**The problem**: Only the lines from the beginning of the data below through the line containing "use std::fmt;" belong in the response, each copied exactly.

[Data records]
§ §
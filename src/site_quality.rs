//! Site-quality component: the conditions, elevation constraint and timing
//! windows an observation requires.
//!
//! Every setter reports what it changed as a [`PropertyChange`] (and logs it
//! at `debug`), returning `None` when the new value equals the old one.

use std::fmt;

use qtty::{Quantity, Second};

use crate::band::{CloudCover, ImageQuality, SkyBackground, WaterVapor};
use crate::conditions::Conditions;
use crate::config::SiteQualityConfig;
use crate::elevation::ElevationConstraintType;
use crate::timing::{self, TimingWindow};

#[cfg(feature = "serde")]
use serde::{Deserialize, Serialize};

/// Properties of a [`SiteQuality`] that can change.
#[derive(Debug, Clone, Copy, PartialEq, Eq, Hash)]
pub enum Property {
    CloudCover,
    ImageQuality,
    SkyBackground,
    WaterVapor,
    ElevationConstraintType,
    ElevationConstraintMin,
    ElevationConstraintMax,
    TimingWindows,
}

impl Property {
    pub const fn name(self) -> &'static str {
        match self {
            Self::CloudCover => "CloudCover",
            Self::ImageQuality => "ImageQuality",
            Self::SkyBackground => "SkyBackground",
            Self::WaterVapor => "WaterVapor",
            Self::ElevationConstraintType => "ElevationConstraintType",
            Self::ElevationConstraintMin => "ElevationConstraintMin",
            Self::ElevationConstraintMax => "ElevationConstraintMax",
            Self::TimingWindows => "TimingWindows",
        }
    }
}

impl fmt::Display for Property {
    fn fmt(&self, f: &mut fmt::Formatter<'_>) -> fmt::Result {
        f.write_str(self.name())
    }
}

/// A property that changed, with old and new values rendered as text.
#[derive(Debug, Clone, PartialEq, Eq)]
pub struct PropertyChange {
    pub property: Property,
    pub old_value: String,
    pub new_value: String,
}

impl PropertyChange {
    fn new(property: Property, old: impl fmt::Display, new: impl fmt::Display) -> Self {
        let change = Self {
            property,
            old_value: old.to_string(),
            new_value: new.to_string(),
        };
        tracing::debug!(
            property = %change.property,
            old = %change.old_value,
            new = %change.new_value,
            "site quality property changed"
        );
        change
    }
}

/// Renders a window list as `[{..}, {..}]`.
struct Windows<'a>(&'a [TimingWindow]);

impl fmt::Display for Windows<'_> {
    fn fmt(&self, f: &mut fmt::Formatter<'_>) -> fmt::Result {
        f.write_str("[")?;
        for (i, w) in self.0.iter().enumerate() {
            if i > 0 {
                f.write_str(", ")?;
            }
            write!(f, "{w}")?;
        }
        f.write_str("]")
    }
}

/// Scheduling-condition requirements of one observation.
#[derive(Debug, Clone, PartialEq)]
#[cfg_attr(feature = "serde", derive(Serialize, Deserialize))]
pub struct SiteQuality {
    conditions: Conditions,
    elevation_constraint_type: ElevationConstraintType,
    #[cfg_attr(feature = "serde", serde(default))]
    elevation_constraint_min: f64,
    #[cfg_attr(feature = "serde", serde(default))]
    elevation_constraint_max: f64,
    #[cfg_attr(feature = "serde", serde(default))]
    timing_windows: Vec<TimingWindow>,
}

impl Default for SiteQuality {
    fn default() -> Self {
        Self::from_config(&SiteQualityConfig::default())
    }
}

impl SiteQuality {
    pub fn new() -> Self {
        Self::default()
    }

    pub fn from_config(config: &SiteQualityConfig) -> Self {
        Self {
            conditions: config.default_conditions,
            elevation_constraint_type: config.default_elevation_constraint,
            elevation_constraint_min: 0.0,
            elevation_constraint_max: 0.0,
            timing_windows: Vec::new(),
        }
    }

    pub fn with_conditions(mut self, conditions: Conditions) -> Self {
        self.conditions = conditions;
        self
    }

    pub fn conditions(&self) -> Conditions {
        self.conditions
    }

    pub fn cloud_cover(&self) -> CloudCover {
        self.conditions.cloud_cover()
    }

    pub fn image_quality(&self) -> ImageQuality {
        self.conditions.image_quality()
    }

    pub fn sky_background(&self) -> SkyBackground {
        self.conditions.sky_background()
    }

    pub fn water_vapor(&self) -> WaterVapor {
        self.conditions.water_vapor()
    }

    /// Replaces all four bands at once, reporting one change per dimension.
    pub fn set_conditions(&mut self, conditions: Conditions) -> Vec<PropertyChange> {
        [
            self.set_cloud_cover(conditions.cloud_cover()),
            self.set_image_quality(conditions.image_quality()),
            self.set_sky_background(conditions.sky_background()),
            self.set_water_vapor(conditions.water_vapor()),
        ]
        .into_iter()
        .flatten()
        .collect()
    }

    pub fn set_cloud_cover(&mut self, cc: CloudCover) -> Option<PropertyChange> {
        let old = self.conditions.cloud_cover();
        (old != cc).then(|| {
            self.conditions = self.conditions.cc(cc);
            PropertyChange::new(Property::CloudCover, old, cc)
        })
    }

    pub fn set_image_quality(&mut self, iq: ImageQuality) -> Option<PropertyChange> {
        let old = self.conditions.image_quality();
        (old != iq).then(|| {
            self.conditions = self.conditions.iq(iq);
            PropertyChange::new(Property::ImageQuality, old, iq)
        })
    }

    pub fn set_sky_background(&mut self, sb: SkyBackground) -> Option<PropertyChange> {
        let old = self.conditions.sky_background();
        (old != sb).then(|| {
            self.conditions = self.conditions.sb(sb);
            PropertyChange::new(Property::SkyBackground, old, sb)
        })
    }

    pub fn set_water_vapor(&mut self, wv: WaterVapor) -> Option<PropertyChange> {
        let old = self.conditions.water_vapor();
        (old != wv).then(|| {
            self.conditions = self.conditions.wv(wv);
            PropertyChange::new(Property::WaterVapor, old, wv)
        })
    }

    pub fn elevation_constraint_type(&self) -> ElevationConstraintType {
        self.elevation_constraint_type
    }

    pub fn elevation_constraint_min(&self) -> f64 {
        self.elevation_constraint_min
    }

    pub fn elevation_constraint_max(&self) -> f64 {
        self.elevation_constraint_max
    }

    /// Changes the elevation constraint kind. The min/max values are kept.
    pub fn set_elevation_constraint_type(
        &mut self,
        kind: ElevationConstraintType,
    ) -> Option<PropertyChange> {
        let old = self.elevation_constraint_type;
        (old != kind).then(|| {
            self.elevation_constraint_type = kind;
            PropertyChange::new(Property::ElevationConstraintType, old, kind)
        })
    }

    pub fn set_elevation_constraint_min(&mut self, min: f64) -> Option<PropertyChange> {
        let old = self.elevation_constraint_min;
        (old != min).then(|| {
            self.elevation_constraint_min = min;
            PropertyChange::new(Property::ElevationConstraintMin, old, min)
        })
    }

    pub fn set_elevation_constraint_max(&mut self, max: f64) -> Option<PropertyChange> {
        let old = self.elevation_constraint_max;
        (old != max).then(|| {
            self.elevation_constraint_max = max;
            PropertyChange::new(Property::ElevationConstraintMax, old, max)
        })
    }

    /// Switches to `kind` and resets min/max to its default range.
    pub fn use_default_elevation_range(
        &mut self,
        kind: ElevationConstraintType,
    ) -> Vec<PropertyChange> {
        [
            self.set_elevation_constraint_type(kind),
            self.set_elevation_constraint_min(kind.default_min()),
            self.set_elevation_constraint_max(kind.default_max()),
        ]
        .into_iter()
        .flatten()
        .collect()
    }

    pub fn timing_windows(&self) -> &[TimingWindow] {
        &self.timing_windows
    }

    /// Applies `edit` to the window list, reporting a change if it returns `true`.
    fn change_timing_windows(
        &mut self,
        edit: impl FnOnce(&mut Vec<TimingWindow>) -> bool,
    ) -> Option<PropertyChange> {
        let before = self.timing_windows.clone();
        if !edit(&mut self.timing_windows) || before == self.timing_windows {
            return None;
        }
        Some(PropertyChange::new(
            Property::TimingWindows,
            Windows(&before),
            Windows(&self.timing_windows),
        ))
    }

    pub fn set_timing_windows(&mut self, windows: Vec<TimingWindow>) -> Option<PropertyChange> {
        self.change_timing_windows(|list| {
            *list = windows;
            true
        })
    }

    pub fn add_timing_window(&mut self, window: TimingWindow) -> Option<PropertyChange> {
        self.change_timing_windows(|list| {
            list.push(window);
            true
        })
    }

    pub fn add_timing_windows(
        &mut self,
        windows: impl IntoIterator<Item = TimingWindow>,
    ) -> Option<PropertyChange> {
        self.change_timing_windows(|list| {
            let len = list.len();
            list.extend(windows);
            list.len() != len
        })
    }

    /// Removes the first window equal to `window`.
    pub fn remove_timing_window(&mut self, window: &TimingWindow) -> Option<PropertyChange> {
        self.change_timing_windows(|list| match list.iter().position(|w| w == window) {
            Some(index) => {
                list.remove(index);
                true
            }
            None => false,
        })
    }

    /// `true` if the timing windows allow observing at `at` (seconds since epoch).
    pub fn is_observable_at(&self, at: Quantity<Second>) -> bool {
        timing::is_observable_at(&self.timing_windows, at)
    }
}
§ §
**Exercise result**:
filename src/site_quality.rs
//! Site-quality component: the conditions, elevation constraint and timing
//! windows an observation requires.
//!
//! Every setter reports what it changed as a [`PropertyChange`] (and logs it
//! at `debug`), returning `None` when the new value equals the old one.

use std::fmt;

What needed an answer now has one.